The “opium of the people” has never been so good, since now it’s composed of the people themselves, like some sort of weird hybrid between A Contribution to the Critique of Hegel’s Philosophy of Right, and Soylent Green.
But all the humor stirred into the brew, all the absurd situations, the wordplay, the puns, and the quirky etymology footnotes are only the teaspoon of sugar added by a particularly messed-up Mary Poppins to make the medicine go down. And that medicine is the real Big Idea in Rude Eye: Marxist revolutionary theory applied to a late 21st century corporate world-state.
I work as a lawyer when I’m not mashing my forehead against a mechanical keyboard (although, admittedly, that’s also a large part of being a lawyer), but my original training led to me picking up two Master’s degrees in political science, for some reason. And among the many vital lessons I learned even though they weren’t necessarily the ones the schools were trying to teach, I’ll always remember the class where my French “general culture” teacher started waxing lyrical about “entrism”, the Leninist and Trotskyist notion of having agents of marginal movements integrate more mainstream and influential organizations in order to reach a position where they can effect change from the inside.
That moment planted the seed for what would become the General Buzz series, and especially The Rude Eye of Rebellion, since the book explores the extent and limits of the main character’s power to use a position of relative influence within the corporate structure to uphold his principles, help right wrongs, and make the world a better place.
He meets a small host of characters along the way, and some of them are relatively thinly veiled opportunities to explore and question the Marxist revolutionary themes within the world of Rude Eye at greater depth.

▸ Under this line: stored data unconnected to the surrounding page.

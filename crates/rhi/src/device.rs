//! The device: owner of every GPU resource, the frame ring and the caches.
//!
//! # Overview
//!
//! [`Device`] is the single entry point engine code uses to create, use and
//! destroy GPU objects. It is an explicit context object holding an
//! `Arc<dyn Backend>`; there is no global instance.
//!
//! - Resources live in seven typed arenas and are named by handles.
//! - `destroy_*` never releases immediately: the handle is queued on the
//!   current frame and released when the ring comes back to that frame and
//!   its fences have been observed, so work recorded in the frame of the
//!   destroy call may still use the resource.
//! - Render passes and graphics pipelines are deduplicated by structural
//!   description and evicted after a number of idle frames.
//! - Command lists come from a per-thread pool of the current frame.
//!
//! # Frame Lifecycle
//!
//! ```text
//! new_frame ─▶ record / submit ─▶ end_frame ─▶ (present) ─▶ new_frame ...
//! ```
//!
//! The first [`new_frame`](Device::new_frame) only marks the device warm.
//! Every later call moves to the next ring slot, waits for its fences,
//! releases the handles it expired, recycles its command lists and ticks the
//! caches. [`wait_gpu_idle`](Device::wait_gpu_idle) flushes mid-cycle.
//!
//! # Example
//!
//! ```
//! use std::sync::Arc;
//! use forge_rhi::backend::HeadlessBackend;
//! use forge_rhi::types::{BufferInfo, BufferUsage, MemoryUsage};
//! use forge_rhi::{Device, DeviceConfig};
//!
//! let backend = Arc::new(HeadlessBackend::new());
//! let mut device = Device::new(backend, DeviceConfig::default())?;
//! device.new_frame()?;
//!
//! let info = BufferInfo::new(256, BufferUsage::UNIFORM, MemoryUsage::CpuToGpu);
//! let buffer = device.create_buffer(&info, Some(&[0xAB; 256]))?;
//! device.destroy_buffer(buffer);
//!
//! device.end_frame()?;
//! device.destroy();
//! # Ok::<(), forge_rhi::RhiError>(())
//! ```
//!
//! # Thread Safety
//!
//! Operations that mutate the device take `&mut self` and belong to the
//! render thread. Command list allocation, recording and cache lookups take
//! `&self`, so worker threads can record concurrently while the render
//! thread waits for them.

use std::fmt;
use std::ptr::NonNull;
use std::sync::Arc;
//! Logging initialization and configuration.

use tracing_subscriber::{EnvFilter, fmt, prelude::*};

const DEFAULT_FILTER: &str = "info,forge_rhi=debug,forge_vulkan=debug";

fn default_filter() -> EnvFilter {
    EnvFilter::try_from_default_env().unwrap_or_else(|_| EnvFilter::new(DEFAULT_FILTER))
}

/// Initialize the logging system with tracing.
///
/// This sets up tracing-subscriber with:
/// - Environment-based filtering (RUST_LOG)
/// - Targets and thread ids on every line, since command lists are
///   recorded from worker threads
///
/// # Panics
///
/// Panics if a global subscriber was already installed. Use
/// [`try_init_logging`] where that can happen (tests).
///
/// # Example
/// ```
/// forge_core::init_logging();
/// tracing::info!("Device created");
/// ```
pub fn init_logging() {
    tracing_subscriber::registry()
        .with(default_filter())
        .with(fmt::layer().with_target(true).with_thread_ids(true))
        .init();
}

/// Like [`init_logging`], but returns `false` instead of panicking when a
/// global subscriber is already set.
pub fn try_init_logging() -> bool {
    tracing_subscriber::registry()
        .with(default_filter())
        .with(
            fmt::layer()
                .with_target(true)
                .with_thread_ids(true)
                .with_test_writer(),
        )
        .try_init()
        .is_ok()
}
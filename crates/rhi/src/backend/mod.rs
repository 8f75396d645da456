//! The native graphics backend contract.
//!
//! # Overview
//!
//! [`Backend`] is the only seam between the core and a native graphics API.
//! A [`Device`](crate::device::Device) holds one as `Arc<dyn Backend>`, so a
//! Vulkan backend and the CPU [`HeadlessBackend`] are interchangeable without
//! recompiling the core.
//!
//! Native objects cross the seam as opaque `Copy` ids ([`NativeBuffer`],
//! [`NativeTexture`], ...). What the id means is up to the backend; the core
//! only stores, compares and passes them back.
//!
//! Every `*_create` returns `RhiResult`; the core logs failures and hands them
//! to its caller unchanged, without retrying. Destroy calls cannot fail.
//!
//! # Thread Safety
//!
//! Backends are `Send + Sync`. Recording calls on *distinct* command lists
//! may arrive concurrently from different threads; a single command list or
//! command pool is never used from two threads at once.

mod headless;

use std::fmt;
use std::ptr::NonNull;

use raw_window_handle::{RawDisplayHandle, RawWindowHandle};

use crate::error::RhiResult;
use crate::pipeline::{PipelineInstanceState, PipelineRenderPassState};
use crate::render_pass::{ClearValue, RenderPassInfo};
use crate::types::{
    BufferCopy, BufferInfo, BufferTextureCopy, IndexType, PipelineLayoutInfo, QueueType, Rect2D,
    SamplerInfo, ShaderInfo, SwapchainInfo, TextureInfo, TextureLayout, TextureViewInfo, Viewport,
};

pub use headless::{HeadlessBackend, HeadlessStats};

macro_rules! native_handle {
    ($($(#[$meta:meta])* $name:ident;)*) => {
        $(
            $(#[$meta])*
            #[derive(Clone, Copy, PartialEq, Eq, Hash, PartialOrd, Ord)]
            pub struct $name(pub u64);

            impl $name {
                pub const NULL: Self = Self(0);

                #[inline]
                pub fn is_null(self) -> bool {
                    self.0 == 0
                }
            }

            impl fmt::Debug for $name {
                fn fmt(&self, f: &mut fmt::Formatter<'_>) -> fmt::Result {
                    write!(f, concat!(stringify!($name), "({:#x})"), self.0)
                }
            }
        )*
    };
}

native_handle! {
    /// Backend buffer object.
    NativeBuffer;
    /// Backend texture (image) object.
    NativeTexture;
    /// Backend texture view object.
    NativeTextureView;
    /// Backend sampler object.
    NativeSampler;
    /// Backend shader module.
    NativeShader;
    /// Backend pipeline layout, including its descriptor set layouts.
    NativePipelineLayout;
    /// Backend descriptor set.
    NativeDescriptorSet;
    /// Backend render pass.
    NativeRenderPass;
    /// Backend graphics pipeline.
    NativePipeline;
    /// Backend swapchain.
    NativeSwapchain;
    /// Backend command pool.
    NativeCommandPool;
    /// Backend command list (command buffer).
    NativeCommandList;
    /// Backend fence (GPU to CPU signal).
    NativeFence;
    /// Backend semaphore (GPU to GPU signal).
    NativeSemaphore;
}

/// Optional backend capabilities.
#[derive(Clone, Copy, Debug, PartialEq, Eq, Hash)]
pub enum BackendFeature {
    /// Command pools can return reserved memory to the system.
    CommandPoolTrim,
}

/// Native window a swapchain presents to.
#[derive(Clone, Copy, Debug)]
pub struct SurfaceTarget {
    pub display: RawDisplayHandle,
    pub window: RawWindowHandle,
}

/// A resource written into a descriptor set.
#[derive(Clone, Copy, Debug, PartialEq, Eq, Hash)]
pub enum DescriptorResource {
    UniformBuffer {
        buffer: NativeBuffer,
        offset: u64,
        range: u64,
    },
    StorageBuffer {
        buffer: NativeBuffer,
        offset: u64,
        range: u64,
    },
    Sampler(NativeSampler),
    SampledTexture(NativeTextureView),
}

/// One binding of a descriptor set being allocated.
#[derive(Clone, Copy, Debug, PartialEq, Eq, Hash)]
pub struct DescriptorWrite {
    pub binding: u32,
    pub resource: DescriptorResource,
}

/// Everything a backend needs to build a graphics pipeline, with handles
/// already resolved to native objects.
#[derive(Clone, Copy, Debug)]
pub struct GraphicsPipelineCreate<'a> {
    pub render_pass: NativeRenderPass,
    pub render_pass_info: &'a RenderPassInfo,
    pub layout: NativePipelineLayout,
    pub vertex_shader: NativeShader,
    pub fragment_shader: Option<NativeShader>,
    pub render_pass_state: &'a PipelineRenderPassState,
    pub instance_state: &'a PipelineInstanceState,
}

/// Arguments of `cmd_begin_render_pass`.
#[derive(Clone, Copy, Debug)]
pub struct RenderPassBegin<'a> {
    pub render_pass: NativeRenderPass,
    pub color_views: &'a [NativeTextureView],
    pub depth_view: Option<NativeTextureView>,
    pub clear_values: &'a [ClearValue],
    pub render_area: Rect2D,
}

/// A layout transition of a whole texture.
#[derive(Clone, Copy, Debug, PartialEq, Eq, Hash)]
pub struct TextureBarrier {
    pub texture: NativeTexture,
    pub old_layout: TextureLayout,
    pub new_layout: TextureLayout,
}

/// An image acquired from a swapchain.
#[derive(Clone, Copy, Debug, PartialEq, Eq)]
pub struct AcquiredImage {
    pub index: u32,
    /// Signaled once the image may be rendered to; graphics work touching
    /// the image must wait on it.
    pub ready: NativeSemaphore,
}

/// A batch of command lists for [`Backend::queue_execute`].
#[derive(Clone, Copy, Debug, Default)]
pub struct QueueSubmit<'a> {
    pub lists: &'a [NativeCommandList],
    pub wait_semaphores: &'a [NativeSemaphore],
    pub signal_semaphores: &'a [NativeSemaphore],
    pub fence: Option<NativeFence>,
}

/// Primitive operations a native graphics API exposes to the core.
pub trait Backend: Send + Sync {
    /// Short name for logging.
    fn name(&self) -> &'static str;

    fn support_feature(&self, feature: BackendFeature) -> bool;

    // ========================================================================
    // Resources
    // ========================================================================

    fn buffer_create(&self, info: &BufferInfo) -> RhiResult<NativeBuffer>;
    fn buffer_destroy(&self, buffer: NativeBuffer);

    /// Maps a CPU-visible buffer. The pointer covers the whole buffer and
    /// stays valid until `buffer_unmap`.
    fn buffer_map(&self, buffer: NativeBuffer) -> RhiResult<NonNull<u8>>;
    fn buffer_unmap(&self, buffer: NativeBuffer);

    /// Creates a texture in the undefined layout.
    fn texture_create(&self, info: &TextureInfo) -> RhiResult<NativeTexture>;
    fn texture_destroy(&self, texture: NativeTexture);

    fn texture_view_create(
        &self,
        texture: NativeTexture,
        info: &TextureViewInfo,
    ) -> RhiResult<NativeTextureView>;
    fn texture_view_destroy(&self, view: NativeTextureView);

    fn sampler_create(&self, info: &SamplerInfo) -> RhiResult<NativeSampler>;
    fn sampler_destroy(&self, sampler: NativeSampler);

    fn shader_create(&self, info: &ShaderInfo) -> RhiResult<NativeShader>;
    fn shader_destroy(&self, shader: NativeShader);

    fn pipeline_layout_create(&self, info: &PipelineLayoutInfo) -> RhiResult<NativePipelineLayout>;
    fn pipeline_layout_destroy(&self, layout: NativePipelineLayout);

    /// Allocates and writes a descriptor set for set index `set` of `layout`.
    fn descriptor_set_allocate(
        &self,
        layout: NativePipelineLayout,
        set: u32,
        writes: &[DescriptorWrite],
    ) -> RhiResult<NativeDescriptorSet>;
    fn descriptor_set_free(&self, set: NativeDescriptorSet);

    fn render_pass_create(&self, info: &RenderPassInfo) -> RhiResult<NativeRenderPass>;
    fn render_pass_destroy(&self, render_pass: NativeRenderPass);

    fn gfx_pipeline_create(&self, desc: &GraphicsPipelineCreate<'_>) -> RhiResult<NativePipeline>;
    fn gfx_pipeline_destroy(&self, pipeline: NativePipeline);

    // ========================================================================
    // Swapchain
    // ========================================================================

    fn swapchain_create(
        &self,
        info: &SwapchainInfo,
        target: &SurfaceTarget,
    ) -> RhiResult<NativeSwapchain>;
    fn swapchain_destroy(&self, swapchain: NativeSwapchain);

    /// Recreates the backbuffers at a new size. Previously returned
    /// backbuffer textures and views become invalid.
    fn swapchain_resize(&self, swapchain: NativeSwapchain, width: u32, height: u32)
    -> RhiResult<()>;

    fn swapchain_acquire_image(&self, swapchain: NativeSwapchain) -> RhiResult<AcquiredImage>;

    /// Presents the last acquired image once `wait_semaphores` are signaled.
    fn swapchain_present(
        &self,
        swapchain: NativeSwapchain,
        wait_semaphores: &[NativeSemaphore],
    ) -> RhiResult<()>;

    fn swapchain_backbuffer_textures(&self, swapchain: NativeSwapchain) -> Vec<NativeTexture>;
    fn swapchain_backbuffer_texture_views(&self, swapchain: NativeSwapchain)
    -> Vec<NativeTextureView>;
    fn swapchain_backbuffer_index(&self, swapchain: NativeSwapchain) -> u32;

    /// Actual backbuffer description (size and format may differ from the
    /// requested ones).
    fn swapchain_info(&self, swapchain: NativeSwapchain) -> SwapchainInfo;

    // ========================================================================
    // Command pools and lists
    // ========================================================================

    fn command_pool_create(&self, queue: QueueType) -> RhiResult<NativeCommandPool>;
    fn command_pool_destroy(&self, pool: NativeCommandPool);

    /// Resets every list allocated from `pool` to the initial state.
    fn command_pool_reset(&self, pool: NativeCommandPool) -> RhiResult<()>;

    /// Returns unused pool memory to the system. Only called when
    /// [`BackendFeature::CommandPoolTrim`] is supported.
    fn command_pool_trim(&self, pool: NativeCommandPool);

    fn command_list_allocate(&self, pool: NativeCommandPool) -> RhiResult<NativeCommandList>;
    fn command_list_free(&self, pool: NativeCommandPool, list: NativeCommandList);

    fn command_list_begin(&self, list: NativeCommandList) -> RhiResult<()>;
    fn command_list_end(&self, list: NativeCommandList) -> RhiResult<()>;

    // ========================================================================
    // Recording
    // ========================================================================

    fn cmd_begin_render_pass(&self, list: NativeCommandList, begin: &RenderPassBegin<'_>);
    fn cmd_end_render_pass(&self, list: NativeCommandList);

    fn cmd_bind_pipeline(&self, list: NativeCommandList, pipeline: NativePipeline);
    fn cmd_bind_descriptor_sets(
        &self,
        list: NativeCommandList,
        layout: NativePipelineLayout,
        first_set: u32,
        sets: &[NativeDescriptorSet],
    );
    fn cmd_bind_vertex_buffers(
        &self,
        list: NativeCommandList,
        first_binding: u32,
        buffers: &[NativeBuffer],
        offsets: &[u64],
    );
    fn cmd_bind_index_buffer(
        &self,
        list: NativeCommandList,
        buffer: NativeBuffer,
        offset: u64,
        index_type: IndexType,
    );

    fn cmd_set_viewport(&self, list: NativeCommandList, viewport: &Viewport);
    fn cmd_set_scissor(&self, list: NativeCommandList, scissor: &Rect2D);

    fn cmd_draw(
        &self,
        list: NativeCommandList,
        vertex_count: u32,
        instance_count: u32,
        first_vertex: u32,
        first_instance: u32,
    );
    fn cmd_draw_indexed(
        &self,
        list: NativeCommandList,
        index_count: u32,
        instance_count: u32,
        first_index: u32,
        vertex_offset: i32,
        first_instance: u32,
    );

    fn cmd_copy_buffer(
        &self,
        list: NativeCommandList,
        src: NativeBuffer,
        dst: NativeBuffer,
        regions: &[BufferCopy],
    );
    fn cmd_copy_buffer_to_texture(
        &self,
        list: NativeCommandList,
        src: NativeBuffer,
        dst: NativeTexture,
        dst_layout: TextureLayout,
        regions: &[BufferTextureCopy],
    );
    fn cmd_pipeline_barrier(&self, list: NativeCommandList, barriers: &[TextureBarrier]);

    // ========================================================================
    // Queues and synchronization
    // ========================================================================

    fn queue_execute(&self, queue: QueueType, submit: &QueueSubmit<'_>) -> RhiResult<()>;

    /// Blocks until every queue is idle.
    fn device_wait_idle(&self) -> RhiResult<()>;

    fn fence_create(&self, signaled: bool) -> RhiResult<NativeFence>;
    fn fence_destroy(&self, fence: NativeFence);

    /// Blocks until every fence in `fences` is signaled. Waits forever.
    fn fence_wait_for(&self, fences: &[NativeFence]) -> RhiResult<()>;
    fn fence_reset(&self, fences: &[NativeFence]) -> RhiResult<()>;

    fn semaphore_create(&self) -> RhiResult<NativeSemaphore>;
    fn semaphore_destroy(&self, semaphore: NativeSemaphore);
}

#[cfg(test)]
mod tests {
    use super::*;

    #[test]
    fn test_native_handle_null() {
        assert!(NativeBuffer::NULL.is_null());
        assert!(!NativeBuffer(3).is_null());
        assert_eq!(format!("{:?}", NativeFence(255)), "NativeFence(0xff)");
    }

    #[test]
    fn test_backend_is_object_safe() {
        fn takes_dyn(_: Option<&dyn Backend>) {}
        takes_dyn(None);
    }
}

Whether it’s through fireside conversations about bases and superstructures in an isolated farm commune, or in the novel’s climax—which involves a covert mission to seize and free the new means of production of the corporate era, entertainment content streaming—the novel is all about applying the ever-timely notions and categories of Marxist revolutionary thought to the world we’re careening towards, faster and faster every day.
As if all of that wasn’t tongue-in-cheek enough, I even have the main character take a forced trip to a literal corporate era superstructure—”Paradise Mars”, the extraterritorial haven built in the hollowed-out husk of Phobos, where gravity is a commodity and the corporate elite can do whatever the hell they like, which most definitely includes abducting and brainwashing important corporate assets who may have started showing disturbing signs of thinking for themselves.
Independently of whether the main character succeeds or not—you may have guessed from the overall dark humor tone of the book that things generally aren’t going to end with sunshine and roses—the main thing Rude Eye highlights is that revolution is a process.
The seeds planted by any individual’s actions might only bloom years or decades later, in the most unexpected of ways, but always stretching towards the same goal—offering a credible, Direct Democratic alternative to the inevitable confrontation between globalized corporate rule and a return to fascist, nationalistic authoritarianism.
And, at this point, I’m obviously not just talking about the world of the General Buzz series anymore.